Ludwigshafen/Frankenthal. Das gereinigte Abwasser, das aus der Kläranlage in den Rhein fließt, hat selbst bei Minustemperaturen wie in den vergangenen Tagen eine Temperatur von um die 20 Grad. Im Sommer können es auch locker zwei Grad mehr sein. Bislang ist das Wasser einfach in den Rhein geflossen, ohne die Abwärme zu nutzen.
Jetzt wollen die BASF, die Technischen Werke Ludwigshafen (TWL) und die Stadtwerke Frankenthal diese Temperaturen verwerten, um damit das Fernwärmenetz in Ludwigshafen und Frankenthal kräftig auszubauen. Möglich machen soll dies eine hocheffiziente Abwasserwärmepumpe.
Der Antrieb für das Projekt ist die Wärmewende, die die Städte und Landkreise vor eine gigantische Aufgabe stellt. „Bis zum Jahr 2045 müssen die Städte und Gemeinden bundesweit zu 100 Prozent CO2-neutral sein. Dieses Ziel ist in Stein gemeißelt“, sagt der kaufmännische Vorstand der TWL, Dieter Feid.
22 Prozent der beheizten Gebäude in Ludwigshafen am Fernwärmenetz angeschlossen
Schon jetzt sind 22 Prozent der beheizten Gebäude in Ludwigshafen an das bestehende Fernwärmenetz angeschlossen. Im Wortsinne befeuert wird dieses Netz von der Abfallverbrennung des Ludwigshafener GML-Müllheizkraftwerks.

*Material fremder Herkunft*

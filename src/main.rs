use std::path::PathBuf;

use anyhow::Context;
use chrono::Utc;
use clap::{Parser, Subcommand};
use tracing::info;

mod analysis;
mod config;
mod db;
mod error;
mod grading;
mod models;
mod report;

use crate::config::Config;
use crate::error::ResultsError;
use crate::models::MarkWrite;

#[derive(Parser)]
#[command(name = "bca-results")]
#[command(about = "Student marks, grades and result analysis for the department", long_about = None)]
struct Cli {
    /// SQLite database URL (overrides DATABASE_URL)
    #[arg(long, global = true)]
    database_url: Option<String>,
    /// Log debug output
    #[arg(short, long, global = true)]
    verbose: bool,
    /// Only log errors
    #[arg(short, long, global = true, conflicts_with = "verbose")]
    quiet: bool,
    #[command(subcommand)]
    command: Commands,
}

#[derive(Subcommand)]
enum Commands {
    /// Create or upgrade the database schema
    InitDb,
    /// Load the semester subjects, optionally with a demo class
    Seed {
        #[arg(long)]
        demo: bool,
    },
    /// Register a student
    AddStudent {
        #[arg(long)]
        roll_no: String,
        #[arg(long)]
        name: String,
        #[arg(long, default_value_t = db::DEFAULT_SEMESTER)]
        semester: i64,
        #[arg(long)]
        email: Option<String>,
        #[arg(long)]
        phone: Option<String>,
    },
    /// Enter or update a student's mark for one subject
    EnterMarks {
        #[arg(long)]
        roll_no: String,
        /// Subject code, e.g. 0527001
        #[arg(long)]
        subject: String,
        #[arg(long, allow_negative_numbers = true)]
        score: i64,
    },
    /// List registered students
    Students,
    /// Find students by name or roll number
    Search {
        #[arg(long)]
        query: String,
    },
    /// Show a student's result, optionally writing a result card
    Result {
        #[arg(long)]
        roll_no: String,
        #[arg(long)]
        out: Option<PathBuf>,
    },
    /// Department-wide analysis dashboard
    Analysis {
        #[arg(long, default_value_t = 5)]
        top: usize,
        /// Emit JSON instead of markdown
        #[arg(long)]
        json: bool,
        #[arg(long)]
        out: Option<PathBuf>,
    },
    /// Import marks from a CSV file (roll_no,subject_code,score)
    Import {
        #[arg(long)]
        csv: PathBuf,
    },
    /// Delete all students and marks
    Reset,
}

fn init_tracing(filter: Option<&str>, quiet: bool, verbose: bool) -> anyhow::Result<()> {
    let level = if quiet {
        "error"
    } else if verbose {
        "debug"
    } else {
        "info"
    };

    let filter = match filter {
        Some(directive) => tracing_subscriber::EnvFilter::try_new(directive)
            .with_context(|| format!("invalid RESULTS_LOG directive {directive:?}"))?,
        None => tracing_subscriber::EnvFilter::new(level),
    };

    tracing_subscriber::fmt()
        .with_env_filter(filter)
        .with_writer(std::io::stderr)
        .try_init()
        .map_err(|error| anyhow::anyhow!("failed to initialize tracing subscriber: {error}"))?;

    Ok(())
}

fn emit(content: &str, out: Option<&PathBuf>) -> anyhow::Result<()> {
    match out {
        Some(path) => {
            std::fs::write(path, content)
                .with_context(|| format!("failed to write {}", path.display()))?;
            println!("Written to {}.", path.display());
        }
        None => print!("{content}"),
    }
    Ok(())
}

#[tokio::main]
async fn main() -> anyhow::Result<()> {
    dotenvy::dotenv().ok();
    let cli = Cli::parse();
    let mut config = Config::from_env()?;
    if let Some(url) = cli.database_url {
        config.database_url = url;
    }
    init_tracing(config.log_filter.as_deref(), cli.quiet, cli.verbose)?;

    let pool = db::connect(&config.database_url, config.max_connections)
        .await
        .with_context(|| format!("failed to open {}", config.database_url))?;

    match cli.command {
        Commands::InitDb => {
            db::init_db(&pool).await?;
            println!("Schema ready.");
        }
        Commands::Seed { demo } => {
            db::init_db(&pool).await?;
            let subjects = db::seed_subjects(&pool).await?;
            println!("{subjects} subjects ready.");
            if demo {
                let students = db::seed_demo_students(&pool).await?;
                println!("{students} demo students with marks ready.");
            }
        }
        Commands::AddStudent {
            roll_no,
            name,
            semester,
            email,
            phone,
        } => {
            let student = db::add_student(
                &pool,
                roll_no.trim(),
                name.trim(),
                semester,
                email.as_deref(),
                phone.as_deref(),
            )
            .await?;
            println!(
                "Added {} ({}), semester {}.",
                student.name, student.roll_no, student.semester
            );
        }
        Commands::EnterMarks {
            roll_no,
            subject,
            score,
        } => {
            let student = db::find_student_by_roll(&pool, roll_no.trim()).await?;
            let subject = db::find_subject_by_code(&pool, subject.trim()).await?;
            let write = db::upsert_mark(&pool, student.id, subject.id, score).await?;
            let verb = match write {
                MarkWrite::Inserted => "entered",
                MarkWrite::Updated => "updated",
            };
            println!(
                "Marks {verb}: {} scored {score} in {} ({}).",
                student.name, subject.name, subject.code
            );
        }
        Commands::Students => {
            let students = db::list_students(&pool).await?;
            if students.is_empty() {
                println!("No students registered.");
                return Ok(());
            }
            for student in &students {
                println!(
                    "- {} {} (semester {})",
                    student.roll_no, student.name, student.semester
                );
            }
        }
        Commands::Search { query } => {
            let students = db::search_students(&pool, &query).await?;
            if students.is_empty() {
                println!("No students found for '{query}'.");
                return Ok(());
            }
            println!("Found {} student(s) for '{query}':", students.len());
            for student in &students {
                println!("- {} {}", student.roll_no, student.name);
            }
        }
        Commands::Result { roll_no, out } => {
            let student = db::find_student_by_roll(&pool, roll_no.trim()).await?;
            let marks = db::list_marks_for_student(&pool, student.id).await?;
            if marks.is_empty() && out.is_some() {
                return Err(ResultsError::NoData(format!(
                    "{} ({})",
                    student.name, student.roll_no
                ))
                .into());
            }

            let card = report::build_result_card(&student, &marks, Utc::now().date_naive());
            info!(student_id = student.id, subjects = marks.len(), "result card built");
            emit(&card, out.as_ref())?;
        }
        Commands::Analysis { top, json, out } => {
            let subjects = db::list_subjects(&pool).await?;
            let students = db::list_students(&pool).await?;
            let marks = db::list_all_marks(&pool).await?;
            let analysis = analysis::Analysis::build(&subjects, &students, &marks, top);

            let content = if json {
                let mut body = serde_json::to_string_pretty(&analysis)?;
                body.push('\n');
                body
            } else {
                report::build_analysis_report(&analysis, Utc::now().date_naive())
            };
            info!(entries = marks.len(), "analysis built");
            emit(&content, out.as_ref())?;
        }
        Commands::Import { csv } => {
            let summary = db::import_marks_csv(&pool, &csv).await?;
            println!(
                "Imported {} new and {} updated marks from {}.",
                summary.inserted,
                summary.updated,
                csv.display()
            );
        }
        Commands::Reset => {
            let (students, marks) = db::reset(&pool).await?;
            println!("Removed {students} students and {marks} marks.");
        }
    }

    Ok(())
}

Und auch die Klärschlammverbrennung in der Kläranlage – die Abgasfahne ist weithin sichtbar – nutzt die BASF schon seit 1992, um den Ludwigshafener Stadtteil Pfingstweide sowie die Justizvollzugsanstalt im Frankenthaler Stadtteil Mörsch und eine Schule zu beheizen. „Aber wir haben eben noch mehr Wärmequellen in der Kläranlage“, sagt Tilmann Hezel, als Senior Vice President für die Infrastruktur der BASF in Ludwigshafen verantwortlich.
Für den Ludwigshafener Baudezernenten Alexander Thewalt hat dieser Plan neben dem energetischen auch einen ökologischen Nutzen. „Die Flüsse in Europa sind ohnehin viel zu warm“, mahnt er. Und wenn nun die drei beteiligten Unternehmen dem Abwasser die Wärme entziehen, wird der Rhein an dieser Stelle auch nicht mehr so aufgeheizt wie bisher.
BASF, TWL und Stadtwerke Frankenthal prüfen Rentabilität des Vorhabens
Das sei konkreter Umweltschutz, der sich plötzlich auch rechne, nachdem die fossilen Energieträger wie Öl und Gas nicht mehr zum Dumpingpreis zur Verfügung stünden, meint Thewalt. Weiterer Vorteil: Weil das Abwasser mit 20 Grad Celsius schon relativ energiereich ist, braucht es nicht allzu viel Strom, um mit der Wärmepumpe das heiße Wasser zu erzeugen und in die Leitungen zu drücken.
Allerdings ist das Projekt noch längst nicht in trockenen Tüchern. Deshalb winden sich die Verantwortlichen um konkrete Aussagen herum, was Kosten und Preise für die Endkunden bedeutet. In diesem Jahr wollen BASF, TWL und Stadtwerke Frankenthal zunächst einmal durchrechnen, ob und zu welchen Konditionen sich der Ausbau des Fernwärmenetzes lohnen würde. Die Machbarkeitsstudie soll bis Ende 2024 fertig sein. Dann werde man endgültig entscheiden. Die Beteiligten sind jedoch optimistisch, dass sich das Projekt rechnet, zumal alle drei Unternehmen die Kosten gemeinsam stemmen würden.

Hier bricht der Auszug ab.